Шрифт:
Она взяла стакан в руки и почувствовала, что стекло пока еще теплое, а потом, когда желтизна исчезла и появился молочный отлив, стекло вдруг сделалось прохладным. И тогда мужчина стал добавлять воду по каплям.
— Джон, а почему нужно доливать воду так медленно? — спросила она.
— Знаешь, Стефани, иначе напиток теряет крепость и ни к черту не годится, — принялся объяснять Джон. — Напиток делается пресным и никчемным. По правилам, как делают во Франции и Испании, на бокал ставят стакан со льдом с маленькой дырочкой внизу, чтобы вода капала постепенно, но тогда всем присутствующим ясно, что ты пьешь.
— А я уже выпила стакан, — задорно сказала Стефани.
— Стакан? Всего лишь?
— Ну да, один стакан. Правда, я выпила его впопыхах.
— Извини меня, Стефани, — начал Джон после недолгой паузы, — я отойду ненадолго.
— А куда ты?
— Я хочу отправить письмо владельцу галереи.
— А, ты вновь весь в работе.
— Но что поделаешь, это очень важное письмо.
— Ну что ж, иди. Я думаю, мне будет здесь весело.

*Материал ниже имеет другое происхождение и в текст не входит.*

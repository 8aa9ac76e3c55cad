//! Static catalog of quality profiles.
//!
//! Every profile is authored as its own literal; no tier is derived from
//! another. The catalog hands out shared `Arc` references so the controller
//! can publish a profile by swapping a pointer.

use std::sync::{Arc, OnceLock};

use super::profile::QualityProfile;
use super::tier::Tier;

const VERY_LOW: QualityProfile = QualityProfile {
    name: "very-low",
    tier: Some(Tier::VeryLow),
    step_size: 12,
    target_fps: 24,
    effect_intensity: 0.4,
    atmosphere: false,
    reflections: false,
    shimmer: false,
    specular: false,
};

const LOW: QualityProfile = QualityProfile {
    name: "low",
    tier: Some(Tier::Low),
    step_size: 8,
    target_fps: 30,
    effect_intensity: 0.6,
    atmosphere: true,
    reflections: false,
    shimmer: false,
    specular: false,
};

const MEDIUM: QualityProfile = QualityProfile {
    name: "medium",
    tier: Some(Tier::Medium),
    step_size: 6,
    target_fps: 30,
    effect_intensity: 0.8,
    atmosphere: true,
    reflections: true,
    shimmer: false,
    specular: true,
};

const HIGH: QualityProfile = QualityProfile {
    name: "high",
    tier: Some(Tier::High),
    step_size: 4,
    target_fps: 60,
    effect_intensity: 1.0,
    atmosphere: true,
    reflections: true,
    shimmer: true,
    specular: true,
};

const EMERGENCY: QualityProfile = QualityProfile {
    name: "emergency",
    tier: None,
    step_size: 16,
    target_fps: 20,
    effect_intensity: 0.25,
    atmosphere: false,
    reflections: false,
    shimmer: false,
    specular: false,
};

const ULTRA: QualityProfile = QualityProfile {
    name: "ultra",
    tier: None,
    step_size: 3,
    target_fps: 60,
    effect_intensity: 1.2,
    atmosphere: true,
    reflections: true,
    shimmer: true,
    specular: true,
};

struct Profiles {
    ladder: [Arc<QualityProfile>; 4],
    emergency: Arc<QualityProfile>,
    ultra: Arc<QualityProfile>,
}

fn profiles() -> &'static Profiles {
    static PROFILES: OnceLock<Profiles> = OnceLock::new();
    PROFILES.get_or_init(|| Profiles {
        ladder: [
            Arc::new(VERY_LOW),
            Arc::new(LOW),
            Arc::new(MEDIUM),
            Arc::new(HIGH),
        ],
        emergency: Arc::new(EMERGENCY),
        ultra: Arc::new(ULTRA),
    })
}

/// Lookup table from [`Tier`] to [`QualityProfile`].
#[derive(Debug, Clone, Copy, Default)]
pub struct QualityProfileCatalog;

impl QualityProfileCatalog {
    /// Profile for a ladder tier.
    pub fn profile_for(tier: Tier) -> Arc<QualityProfile> {
        let index = match tier {
            Tier::VeryLow => 0,
            Tier::Low => 1,
            Tier::Medium => 2,
            Tier::High => 3,
        };
        Arc::clone(&profiles().ladder[index])
    }

    /// Ladder profiles in ascending tier order.
    pub fn all_profiles() -> Vec<Arc<QualityProfile>> {
        profiles().ladder.iter().map(Arc::clone).collect()
    }

    /// Minimal profile used when initialization fails.
    pub fn emergency() -> Arc<QualityProfile> {
        Arc::clone(&profiles().emergency)
    }

    /// Showcase profile above `High`; never reached by auto-adjustment.
    pub fn ultra() -> Arc<QualityProfile> {
        Arc::clone(&profiles().ultra)
    }

    pub fn very_low() -> Arc<QualityProfile> {
        Self::profile_for(Tier::VeryLow)
    }

    pub fn low() -> Arc<QualityProfile> {
        Self::profile_for(Tier::Low)
    }

    pub fn medium() -> Arc<QualityProfile> {
        Self::profile_for(Tier::Medium)
    }

    pub fn high() -> Arc<QualityProfile> {
        Self::profile_for(Tier::High)
    }
}

#[cfg(test)]
mod tests {
    use super::*;

    #[test]
    fn test_profile_for_matches_tier() {
        for tier in Tier::ALL {
            assert_eq!(QualityProfileCatalog::profile_for(tier).tier, Some(tier));
        }
    }

    #[test]
    fn test_all_profiles_ordered() {
        let tiers: Vec<_> = QualityProfileCatalog::all_profiles()
            .iter()
            .map(|p| p.tier)
            .collect();
        assert_eq!(
            tiers,
            vec![
                Some(Tier::VeryLow),
                Some(Tier::Low),
                Some(Tier::Medium),
                Some(Tier::High)
            ]
        );
    }

    #[test]
    fn test_lookups_share_instances() {
        let a = QualityProfileCatalog::medium();
        let b = QualityProfileCatalog::profile_for(Tier::Medium);
        assert!(Arc::ptr_eq(&a, &b));
    }

    #[test]
    fn test_special_profiles_are_off_ladder() {
        assert!(!QualityProfileCatalog::emergency().is_on_ladder());
        assert!(!QualityProfileCatalog::ultra().is_on_ladder());
    }

    #[test]
    fn test_load_increases_with_tier() {
        let loads: Vec<f32> = QualityProfileCatalog::all_profiles()
            .iter()
            .map(|p| p.computational_load())
            .collect();
        assert!(loads.windows(2).all(|w| w[0] < w[1]), "loads: {:?}", loads);
        assert!(
            QualityProfileCatalog::emergency().computational_load() < loads[0],
            "emergency must be the cheapest profile"
        );
        assert!(QualityProfileCatalog::ultra().computational_load() > loads[3]);
    }

    #[test]
    fn test_high_enables_every_layer() {
        let high = QualityProfileCatalog::high();
        assert!(high.atmosphere && high.reflections && high.shimmer && high.specular);
        assert_eq!(high.effects_multiplier(), 1.5);
    }
}
//! Detect command - probe the host and print the capability score.

use std::sync::Arc;

use oceanperf::device::{DeviceCapabilityProbe, SystemHostInfo};
use oceanperf::quality::QualityProfileCatalog;

use crate::error::CliError;

/// Arguments for the detect command.
pub struct DetectArgs {
    /// Display size to score with, since a terminal has none.
    pub display: Option<(u32, u32)>,
    pub json: bool,
}

/// Run the detect command.
pub fn run(args: DetectArgs) -> Result<(), CliError> {
    let mut host = SystemHostInfo::new();
    if let Some((width, height)) = args.display {
        host = host.with_display(width, height);
    }

    let specs = DeviceCapabilityProbe::new(Arc::new(host)).detect();

    if args.json {
        println!("{}", serde_json::to_string_pretty(&specs)?);
        return Ok(());
    }

    let profile = QualityProfileCatalog::profile_for(specs.tier);
    println!("{}", specs.debug_summary());
    println!();
    println!("Starting profile: {}", profile);
    println!("  {}", specs.tier.description());

    Ok(())
}

/// Parse a `WIDTHxHEIGHT` display size.
pub fn parse_display(value: &str) -> Result<(u32, u32), String> {
    let (width, height) = value
        .split_once(['x', 'X'])
        .ok_or_else(|| format!("expected WIDTHxHEIGHT, got '{}'", value))?;
    let width: u32 = width
        .trim()
        .parse()
        .map_err(|_| format!("invalid width '{}'", width))?;
    let height: u32 = height
        .trim()
        .parse()
        .map_err(|_| format!("invalid height '{}'", height))?;
    if width == 0 || height == 0 {
        return Err("display dimensions must be non-zero".to_string());
    }
    Ok((width, height))
}
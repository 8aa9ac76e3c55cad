//! CLI subcommands.

pub mod benchmark;
pub mod config;
pub mod detect;
pub mod overrides;
pub mod profiles;
pub mod simulate;
pub mod state;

Ты не очень ревнив, Джон?
— А что такое? — улыбаясь глянул на свою жену Джон.
— Если я пококетничаю с туземцами, ты не будешь возражать?
— Если тебе это нравится и принесет удовольствие, то пожалуйста. Но, Стефани, не пей больше, ведь с абсентом шутки плохи.
— А мне все равно. У меня после него становится легче на душе.
— Только после него? — спросил Джон.
Он смешал абсент так, чтобы напиток получился покрепче.
— Вперед, — сказал он, — не жди меня.
Она сделала большой глоток, потом он взял у нее стакан, выпил сам и сказал:
— Спасибо, это вселяет бодрость.
— Тогда сделай себе отдельно, ты, обожатель газетных вырезок.
— Что-что? — спросил Джон.
— А что я такого сказала?
Но он хорошо ее понял:
— Ты бы помолчала об этих рецензиях.
— Почему? — спросила она, наклоняясь к нему и повышая голос. — Почему я должна молчать? Уж не потому ли, что сегодня утром ты изволил работать? По-твоему, я вышла за тебя замуж из-за того, что ты хороший художник? За тебя и за эти твои газетные вырезки?
— Ну ладно, хватит, — сказал Джон, — остальное выскажешь, когда мы будем одни.
— Не сомневайся, выскажу, — сказала она.
— А я надеюсь, что нет.
— И не надейся, будь уверен, выскажу.
Джон Кински подошел к вешалке, снял куртку и не оглядываясь вышел.
Стефани, оставшись одна, подняла стакан, попробовала абсент и не спеша допила его маленькими глотками. Она вспомнила свое обещание Джону пококетничать с туземцами. Но лишь только муж ушел — это желание исчезло.
Она смотрела на пьющих мужчин, слышала их грубые голоса, и ей делалось не по себе. Она поняла, что осталась практически одна в этом маленьком кафе на улице. И если с ней что-нибудь случится, некому будет заступиться. Хотя что с ней может случиться здесь? Это глухая провинция, в которой если что-то и происходит, то раз или два в году.
Стефани закурила, откинулась на спинку стула и принялась смотреть на океан. Она смотрела на валы, покрытые оспинками дождевых капель, смотрела на то, как испуганно жмутся под карнизом птицы, и вдруг ее взгляд упал на седого старика-туземца, который сидел на крыльце кафе, расстелив под собой продранную циновку.
Он сидел подвернув под себя ноги и курил большую глиняную трубку, прислушивался к шуму океана, поворачивая время от времени голову.
Стефани смотрела на старика. Она поймала себя на том, что начинает смотреть на него глазами Джона.
«Он очень колоритен, — подумала Стефани, — и, наверное, Джон не отказался бы его нарисовать».
Она вспомнила несколько рисунков Джона, портреты туземцев. Почему-то он их нигде не выставлял, а держал в старой потертой кожаной папке.
Стефани подозвала к себе официанта:
— Вы не могли бы сказать, кто этот старик?
— Да его все знают у нас в городке, — ответил официант. — Это старый, слепой рыбак. Никто уже не помнит его имени, и все называют Пауком.
— Почему Пауком? — поинтересовалась Стефани.
— Подойдите к нему, угостите и поймете. В принципе, он не откажется от пива, но предпочитает что-либо покрепче.
Стефани ничего не ответила официанту. Она продолжала смотреть на старика, и официант, недоуменно пожав плечами, отошел в сторону.